“At first it comes down fast and steep and it’s a long way between pools,” said this conductor. “We thought we’d lost one of my uncles, Bret, in the rapids, but he was sitting underwater in one of the deep pools hanging onto a rock. Bret could hold his breath for two minutes—until we started to think, Where’s Bret? Then he’d bust up out of the water right behind you, frighten you into old age.”

  “Where do the orchards begin?”

  “The gradient lessens, the river levels out. It slows, gets wide, the hills are broad and tillable. That’s your citrus country. If this Soto is there, someone will know him.”

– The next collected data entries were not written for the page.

//! SoundFont instrument.
//!
//! Wraps a rustysynth synthesizer as an instrument unit. The synthesizer is
//! created when the unit is prepared, since it needs the sample rate. Within
//! a block, audio is rendered in segments between event offsets so each MIDI
//! event takes effect close to its sample position.

use crate::midi::MidiMessage;
use crate::render::{
    AudioBlock, Configure, Configured, MidiBuffer, ParameterInfo, ProcessSetup, ProcessingUnit,
    UnitError,
};
use rustysynth::{SoundFont, Synthesizer, SynthesizerSettings};
use serde::{Deserialize, Serialize};
use std::fs::File;
use std::io::BufReader;
use std::path::Path;
use std::sync::Arc;
use tracing::{debug, info};

/// General MIDI program count.
pub const PROGRAM_COUNT: usize = 128;

/// MIDI channel reserved for percussion (0-based).
const DRUM_CHANNEL: u8 = 9;

const MASTER_VOLUME_PARAM: usize = 0;
const DEFAULT_MASTER_VOLUME: f32 = 0.5;

/// Restorable state, stored as JSON.
#[derive(Debug, Clone, PartialEq, Serialize, Deserialize)]
struct SynthState {
    #[serde(default)]
    program: Option<usize>,
    #[serde(default = "default_master_volume")]
    master_volume: f32,
}

fn default_master_volume() -> f32 {
    DEFAULT_MASTER_VOLUME
}

/// A General MIDI synthesizer backed by a `.sf2` file.
pub struct SoundFontInstrument {
    soundfont: Arc<SoundFont>,
    synth: Option<Synthesizer>,
    program: Option<usize>,
    master_volume: f32,
    left: Vec<f32>,
    right: Vec<f32>,
}

impl std::fmt::Debug for SoundFontInstrument {
    fn fmt(&self, f: &mut std::fmt::Formatter<'_>) -> std::fmt::Result {
        f.debug_struct("SoundFontInstrument")
            .field("prepared", &self.synth.is_some())
            .field("program", &self.program)
            .field("master_volume", &self.master_volume)
            .finish_non_exhaustive()
    }
}

impl SoundFontInstrument {
    /// Loads a SoundFont file.
    ///
    /// # Errors
    ///
    /// Returns [`UnitError::Load`] if the file cannot be opened or parsed.
    pub fn load<P: AsRef<Path>>(path: P) -> Result<Self, UnitError> {
        let path = path.as_ref();
        let load_error = |reason: String| UnitError::Load {
            path: path.display().to_string(),
            reason,
        };

        let mut reader = BufReader::new(File::open(path).map_err(|e| load_error(e.to_string()))?);
        let soundfont = SoundFont::new(&mut reader).map_err(|e| load_error(format!("{:?}", e)))?;
        info!(
            path = %path.display(),
            presets = soundfont.get_presets().len(),
            "SoundFont loaded"
        );

        Ok(Self {
            soundfont: Arc::new(soundfont),
            synth: None,
            program: None,
            master_volume: DEFAULT_MASTER_VOLUME,
            left: Vec::new(),
            right: Vec::new(),
        })
    }

    /// Name of a General MIDI program in this SoundFont's melodic bank.
    pub fn program_name(&self, index: usize) -> String {
        self.soundfont
            .get_presets()
            .iter()
            .find(|p| p.get_bank_number() == 0 && p.get_patch_number() as usize == index)
            .map(|p| p.get_name().trim().to_string())
            .unwrap_or_else(|| format!("Program {}", index))
    }

    fn prepare(&mut self, setup: ProcessSetup) -> Result<(), UnitError> {
        let settings = SynthesizerSettings::new(setup.sample_rate as i32);
        let mut synth =
            Synthesizer::new(&self.soundfont, &settings).map_err(|e| UnitError::Load {
                path: "synthesizer".to_string(),
                reason: format!("{:?}", e),
            })?;
        synth.set_master_volume(self.master_volume);
        if let Some(program) = self.program {
            send_program(&mut synth, program);
        }
        self.left = vec![0.0; setup.max_block_size];
        self.right = vec![0.0; setup.max_block_size];
        self.synth = Some(synth);
        debug!(sample_rate = setup.sample_rate, "synthesizer ready");
        Ok(())
    }

    fn select_program(&mut self, index: usize) -> Result<Configured, UnitError> {
        if index >= PROGRAM_COUNT {
            return Err(UnitError::ProgramOutOfRange {
                requested: index,
                available: PROGRAM_COUNT,
            });
        }
        self.program = Some(index);
        if let Some(synth) = self.synth.as_mut() {
            send_program(synth, index);
        }
        Ok(Configured::Program {
            name: self.program_name(index),
        })
    }

    fn set_master_volume(&mut self, value: f32) {
        self.master_volume = value.max(0.0);
        if let Some(synth) = self.synth.as_mut() {
            synth.set_master_volume(self.master_volume);
        }
    }

    fn master_volume_info(&self) -> ParameterInfo {
        ParameterInfo {
            index: MASTER_VOLUME_PARAM,
            name: "Master Volume".to_string(),
            value: self.master_volume,
        }
    }
}

impl ProcessingUnit for SoundFontInstrument {
    fn configure(&mut self, request: Configure) -> Result<Configured, UnitError> {
        match request {
            Configure::Prepare(setup) => {
                self.prepare(setup)?;
                Ok(Configured::Ready)
            }
            Configure::SelectProgram(index) => self.select_program(index),
            Configure::LoadState(bytes) => {
                let state: SynthState = serde_json::from_slice(&bytes)
                    .map_err(|e| UnitError::InvalidState(e.to_string()))?;
                if let Some(program) = state.program {
                    self.select_program(program)?;
                }
                self.set_master_volume(state.master_volume);
                Ok(Configured::Ready)
            }
            Configure::DescribeParameters => {
                Ok(Configured::Parameters(vec![self.master_volume_info()]))
            }
            Configure::SetParameter { index, value } => {
                if index != MASTER_VOLUME_PARAM {
                    return Err(UnitError::ParameterOutOfRange(index));
                }
                self.set_master_volume(value);
                Ok(Configured::Parameter(self.master_volume_info()))
            }
        }
    }

    fn process(&mut self, audio: &mut AudioBlock<'_>, midi: &MidiBuffer) {
        let Self {
            synth, left, right, ..
        } = self;
        let Some(synth) = synth.as_mut() else {
            return;
        };

        let len = audio.len();
        if left.len() < len {
            left.resize(len, 0.0);
            right.resize(len, 0.0);
        }

        let mut cursor = 0;
        for event in midi {
            let offset = event.offset.min(len);
            if offset > cursor {
                synth.render(&mut left[..offset - cursor], &mut right[..offset - cursor]);
                write_segment(audio, cursor, &left[..offset - cursor], &right[..offset - cursor]);
                cursor = offset;
            }
            apply_message(synth, &event.message);
        }
        if len > cursor {
            synth.render(&mut left[..len - cursor], &mut right[..len - cursor]);
            write_segment(audio, cursor, &left[..len - cursor], &right[..len - cursor]);
        }
    }
}

/// Sends a program change to every melodic channel.
fn send_program(synth: &mut Synthesizer, program: usize) {
    for channel in (0..16u8).filter(|&c| c != DRUM_CHANNEL) {
        synth.process_midi_message(channel as i32, 0xC0, program as i32, 0);
    }
}

fn apply_message(synth: &mut Synthesizer, message: &MidiMessage) {
    if let Some((channel, command, data1, data2)) = channel_command(message) {
        synth.process_midi_message(channel, command, data1, data2);
    }
}

/// Splits a channel voice message into rustysynth's (channel, command, data1, data2).
///
/// Returns `None` for SysEx, meta and other non-channel messages.
fn channel_command(message: &MidiMessage) -> Option<(i32, i32, i32, i32)> {
    let bytes = message.to_bytes()?;
    let status = *bytes.first()?;
    if !(0x80..0xF0).contains(&status) {
        return None;
    }
    let data1 = bytes.get(1).copied().unwrap_or(0);
    let data2 = bytes.get(2).copied().unwrap_or(0);
    Some((
        (status & 0x0F) as i32,
        (status & 0xF0) as i32,
        data1 as i32,
        data2 as i32,
    ))
}

/// Copies a rendered stereo segment into the block at `start`.
///
/// Mono blocks get the average of both sides; wider blocks alternate
/// left and right across channels.
fn write_segment(audio: &mut AudioBlock<'_>, start: usize, left: &[f32], right: &[f32]) {
    let len = left.len();
    match audio.num_channels() {
        0 => {}
        1 => {
            let out = &mut audio.channel_mut(0)[start..start + len];
            for ((o, l), r) in out.iter_mut().zip(left).zip(right) {
                *o = 0.5 * (l + r);
            }
        }
        channels => {
            for ch in 0..channels {
                let source = if ch % 2 == 0 { left } else { right };
                audio.channel_mut(ch)[start..start + len].copy_from_slice(source);
            }
        }
    }
}

#[cfg(test)]
mod tests {
    use super::*;
    use crate::render::AudioBuffer;

    #[test]
    fn test_channel_command() {
        assert_eq!(
            channel_command(&MidiMessage::note_on(3, 60, 100)),
            Some((3, 0x90, 60, 100))
        );
        assert_eq!(
            channel_command(&MidiMessage::note_off(0, 60, 64)),
            Some((0, 0x80, 60, 64))
        );
        assert_eq!(
            channel_command(&MidiMessage::ProgramChange {
                channel: 15,
                program: 42
            }),
            Some((15, 0xC0, 42, 0))
        );
        assert_eq!(channel_command(&MidiMessage::SysEx(vec![0xF0, 0x43, 0xF7])), None);
        assert_eq!(
            channel_command(&MidiMessage::Tempo {
                microseconds_per_quarter: 500_000
            }),
            None
        );
    }

    #[test]
    fn test_write_segment_layouts() {
        let left = [1.0, 1.0];
        let right = [0.0, -1.0];

        let mut stereo = AudioBuffer::new(3, 4);
        {
            let mut block = stereo.block(0, 4);
            write_segment(&mut block, 1, &left, &right);
        }
        assert_eq!(stereo.channel(0), &[0.0, 1.0, 1.0, 0.0]);
        assert_eq!(stereo.channel(1), &[0.0, 0.0, -1.0, 0.0]);
        assert_eq!(stereo.channel(2), &[0.0, 1.0, 1.0, 0.0]);

        let mut mono = AudioBuffer::new(1, 2);
        {
            let mut block = mono.block(0, 2);
            write_segment(&mut block, 0, &left, &right);
        }
        assert_eq!(mono.channel(0), &[0.5, 0.0]);
    }

    #[test]
    fn test_missing_soundfont_is_load_error() {
        let result = SoundFontInstrument::load("/nonexistent/piano.sf2");
        assert!(matches!(result, Err(UnitError::Load { .. })));
    }

    #[test]
    #[ignore] // Requires SoundFont file
    fn test_renders_note() {
        let path = std::env::var("VSTRENDER_TEST_SOUNDFONT")
            .unwrap_or_else(|_| "TimGM6mb.sf2".to_string());
        let mut synth = SoundFontInstrument::load(&path).unwrap();
        synth
            .configure(Configure::Prepare(ProcessSetup {
                sample_rate: 44100.0,
                max_block_size: 512,
                input_channels: 0,
                output_channels: 2,
            }))
            .unwrap();
        assert!(matches!(
            synth.configure(Configure::SelectProgram(0)).unwrap(),
            Configured::Program { .. }
        ));

        let mut buffer = AudioBuffer::new(2, 4096);
        let mut midi = MidiBuffer::new();
        midi.add_event(MidiMessage::note_on(0, 60, 110), 100);
        {
            let mut block = buffer.block(0, 512);
            synth.process(&mut block, &midi);
            assert!(block.channel(0)[..100].iter().all(|&s| s == 0.0));
        }
        for start in (512..4096).step_by(512) {
            let mut block = buffer.block(start, 512);
            synth.process(&mut block, &MidiBuffer::new());
        }
        assert!(buffer.rms(0, 0, 4096) > 0.001);
    }
}
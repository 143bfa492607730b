//! Owned MIDI message representation.
//!
//! The timeline outlives the parsed file bytes, so events are converted from
//! midly's borrowed representation into this owned tagged union at load time.

use midly::{MetaMessage, TrackEventKind};

/// A single MIDI message, channel voice or meta.
///
/// Channels are 0-based (0-15). Note-on messages with velocity 0 are
/// normalised to [`MidiMessage::NoteOff`] when converted from a file.
#[derive(Debug, Clone, PartialEq)]
pub enum MidiMessage {
    /// Note on: channel, key, velocity (always > 0)
    NoteOn { channel: u8, key: u8, velocity: u8 },
    /// Note off: channel, key, release velocity
    NoteOff { channel: u8, key: u8, velocity: u8 },
    /// Program change: channel, program number
    ProgramChange { channel: u8, program: u8 },
    /// Control change: channel, controller, value
    ControlChange { channel: u8, controller: u8, value: u8 },
    /// Set tempo meta event: microseconds per quarter note
    Tempo { microseconds_per_quarter: u32 },
    /// Track name meta event
    TrackName(String),
    /// End of track meta event
    EndOfTrack,
    /// Complete system exclusive message, framed by F0 ... F7
    SysEx(Vec<u8>),
    /// Any other meta event, kept for completeness
    Meta { kind: u8, data: Vec<u8> },
    /// Any other channel message (pitch bend, aftertouch) in wire encoding
    Other(Vec<u8>),
}

impl MidiMessage {
    /// Builds a note-on message. A velocity of zero produces a note-off.
    pub fn note_on(channel: u8, key: u8, velocity: u8) -> Self {
        if velocity == 0 {
            Self::note_off(channel, key, 0)
        } else {
            MidiMessage::NoteOn {
                channel: channel & 0x0F,
                key: key & 0x7F,
                velocity: velocity & 0x7F,
            }
        }
    }

    /// Builds a note-off message.
    pub fn note_off(channel: u8, key: u8, velocity: u8) -> Self {
        MidiMessage::NoteOff {
            channel: channel & 0x0F,
            key: key & 0x7F,
            velocity: velocity & 0x7F,
        }
    }

    /// Converts a midly track event into an owned message.
    pub fn from_track_event(kind: &TrackEventKind<'_>) -> Self {
        match *kind {
            TrackEventKind::Midi { channel, message } => {
                let ch = channel.as_int();
                match message {
                    midly::MidiMessage::NoteOn { key, vel } => {
                        Self::note_on(ch, key.as_int(), vel.as_int())
                    }
                    midly::MidiMessage::NoteOff { key, vel } => {
                        Self::note_off(ch, key.as_int(), vel.as_int())
                    }
                    midly::MidiMessage::ProgramChange { program } => MidiMessage::ProgramChange {
                        channel: ch,
                        program: program.as_int(),
                    },
                    midly::MidiMessage::Controller { controller, value } => {
                        MidiMessage::ControlChange {
                            channel: ch,
                            controller: controller.as_int(),
                            value: value.as_int(),
                        }
                    }
                    midly::MidiMessage::Aftertouch { key, vel } => {
                        MidiMessage::Other(vec![0xA0 | ch, key.as_int(), vel.as_int()])
                    }
                    midly::MidiMessage::ChannelAftertouch { vel } => {
                        MidiMessage::Other(vec![0xD0 | ch, vel.as_int()])
                    }
                    midly::MidiMessage::PitchBend { bend } => {
                        let raw = bend.0.as_int();
                        MidiMessage::Other(vec![0xE0 | ch, (raw & 0x7F) as u8, (raw >> 7) as u8])
                    }
                }
            }
            TrackEventKind::SysEx(data) => {
                let mut bytes = Vec::with_capacity(data.len() + 2);
                bytes.push(0xF0);
                bytes.extend_from_slice(data);
                if bytes.last() != Some(&0xF7) {
                    bytes.push(0xF7);
                }
                MidiMessage::SysEx(bytes)
            }
            TrackEventKind::Escape(data) => MidiMessage::Other(data.to_vec()),
            TrackEventKind::Meta(meta) => match meta {
                MetaMessage::Tempo(tempo) => MidiMessage::Tempo {
                    microseconds_per_quarter: tempo.as_int(),
                },
                MetaMessage::TrackName(name) => {
                    MidiMessage::TrackName(String::from_utf8_lossy(name).into_owned())
                }
                MetaMessage::EndOfTrack => MidiMessage::EndOfTrack,
                MetaMessage::Text(data) => MidiMessage::Meta {
                    kind: 0x01,
                    data: data.to_vec(),
                },
                MetaMessage::TimeSignature(num, denom, clocks, per_quarter) => MidiMessage::Meta {
                    kind: 0x58,
                    data: vec![num, denom, clocks, per_quarter],
                },
                MetaMessage::KeySignature(sharps, minor) => MidiMessage::Meta {
                    kind: 0x59,
                    data: vec![sharps as u8, minor as u8],
                },
                _ => MidiMessage::Meta {
                    kind: 0x7F,
                    data: Vec::new(),
                },
            },
        }
    }

    /// Returns true for a note-on (velocity is always non-zero).
    pub fn is_note_on(&self) -> bool {
        matches!(self, MidiMessage::NoteOn { .. })
    }

    /// Returns true for a note-off.
    pub fn is_note_off(&self) -> bool {
        matches!(self, MidiMessage::NoteOff { .. })
    }

    /// Returns true for meta events, which carry no wire encoding.
    pub fn is_meta(&self) -> bool {
        matches!(
            self,
            MidiMessage::Tempo { .. }
                | MidiMessage::TrackName(_)
                | MidiMessage::EndOfTrack
                | MidiMessage::Meta { .. }
        )
    }

    /// Returns the 0-based channel of a channel voice message.
    pub fn channel(&self) -> Option<u8> {
        match self {
            MidiMessage::NoteOn { channel, .. }
            | MidiMessage::NoteOff { channel, .. }
            | MidiMessage::ProgramChange { channel, .. }
            | MidiMessage::ControlChange { channel, .. } => Some(*channel),
            MidiMessage::Other(bytes) => match bytes.first() {
                Some(status) if (0x80..0xF0).contains(status) => Some(status & 0x0F),
                _ => None,
            },
            _ => None,
        }
    }

    /// Returns the key of a note-on or note-off.
    pub fn note_number(&self) -> Option<u8> {
        match self {
            MidiMessage::NoteOn { key, .. } | MidiMessage::NoteOff { key, .. } => Some(*key),
            _ => None,
        }
    }

    /// Returns the velocity of a note-on or note-off.
    pub fn velocity(&self) -> Option<u8> {
        match self {
            MidiMessage::NoteOn { velocity, .. } | MidiMessage::NoteOff { velocity, .. } => {
                Some(*velocity)
            }
            _ => None,
        }
    }

    /// Returns the wire encoding of a live message, or None for meta events.
    pub fn to_bytes(&self) -> Option<Vec<u8>> {
        match self {
            MidiMessage::NoteOn {
                channel,
                key,
                velocity,
            } => Some(vec![0x90 | channel, *key, *velocity]),
            MidiMessage::NoteOff {
                channel,
                key,
                velocity,
            } => Some(vec![0x80 | channel, *key, *velocity]),
            MidiMessage::ProgramChange { channel, program } => {
                Some(vec![0xC0 | channel, *program])
            }
            MidiMessage::ControlChange {
                channel,
                controller,
                value,
            } => Some(vec![0xB0 | channel, *controller, *value]),
            MidiMessage::SysEx(bytes) | MidiMessage::Other(bytes) => Some(bytes.clone()),
            _ => None,
        }
    }
}

#[cfg(test)]
mod tests {
    use super::*;
    use midly::num::{u4, u7};

    #[test]
    fn test_zero_velocity_note_on_is_note_off() {
        let kind = TrackEventKind::Midi {
            channel: u4::new(3),
            message: midly::MidiMessage::NoteOn {
                key: u7::new(60),
                vel: u7::new(0),
            },
        };
        let message = MidiMessage::from_track_event(&kind);
        assert!(message.is_note_off());
        assert_eq!(message.channel(), Some(3));
        assert_eq!(message.note_number(), Some(60));
    }

    #[test]
    fn test_sysex_is_framed() {
        let payload = [0x43, 0x00, 0x09, 0xF7];
        let message = MidiMessage::from_track_event(&TrackEventKind::SysEx(&payload));
        assert_eq!(
            message.to_bytes(),
            Some(vec![0xF0, 0x43, 0x00, 0x09, 0xF7])
        );
    }

    #[test]
    fn test_wire_encoding() {
        assert_eq!(
            MidiMessage::note_on(1, 64, 100).to_bytes(),
            Some(vec![0x91, 64, 100])
        );
        assert_eq!(
            MidiMessage::ProgramChange {
                channel: 0,
                program: 5
            }
            .to_bytes(),
            Some(vec![0xC0, 5])
        );
        assert_eq!(MidiMessage::EndOfTrack.to_bytes(), None);
        assert!(MidiMessage::TrackName("Lead".into()).is_meta());
    }

    #[test]
    fn test_pitch_bend_channel() {
        let message = MidiMessage::Other(vec![0xE5, 0x00, 0x40]);
        assert_eq!(message.channel(), Some(5));
        assert_eq!(message.note_number(), None);
    }
}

  I thanked the conductor and returned to my seat. On the way I picked up a recent Los Angeles newspaper that had a front-page picture of a marching army. Skipping the weighty headlines I meandered to the book section. There was a new Zane Grey, but then there is always a new Zane Grey; also a novel called Freckles about a disadvantaged boy who lives in the woods and falls in love with an angel. In the gossip corner was mention of Boyd Singleton Ample, who’d recently passed through Los Angeles. Boyd let drop he was working on a book about five brothers who go adventuring to sea and are all killed in a freak storm that then whips ashore and kills their parents too, so that no one is left of the family except the grandma who goes on lighting candles for twenty more years. Shutting my eyes I imagined Boyd: a destined figure in the grasp of his story, perfect strong sentences pouring out of his pen. I fell asleep that way. When I woke in the dark I was smiling—it’s a happy thing to brace for a visit from old friend Envy who then for some reason never shows up.

  2

  A boy in a Ford A gave me a ride far down the Rienda Valley. I had made inquiries after disembarking and the conductor was right: People knew Claudio Soto. As for the valley, it looked distressed. The boy informed me there had been frosts the previous two winters; many orchards had been abandoned or fallen into the hands of bankers. This youngster was roughly Hood Roberts’s age, yet he faced forward as Hood had never done, driving the Ford with an eyebrow raised as though on the lookout for better prospects. He expounded on the nature of citrus trees and how they grew, how they responded to cold weather. Himself the son of citrus growers, he couldn’t wait to get away from the business. He wanted to design buildings—he’d seen architecture in San Francisco that made him short of breath. It seemed to him a better life than orange trees could offer.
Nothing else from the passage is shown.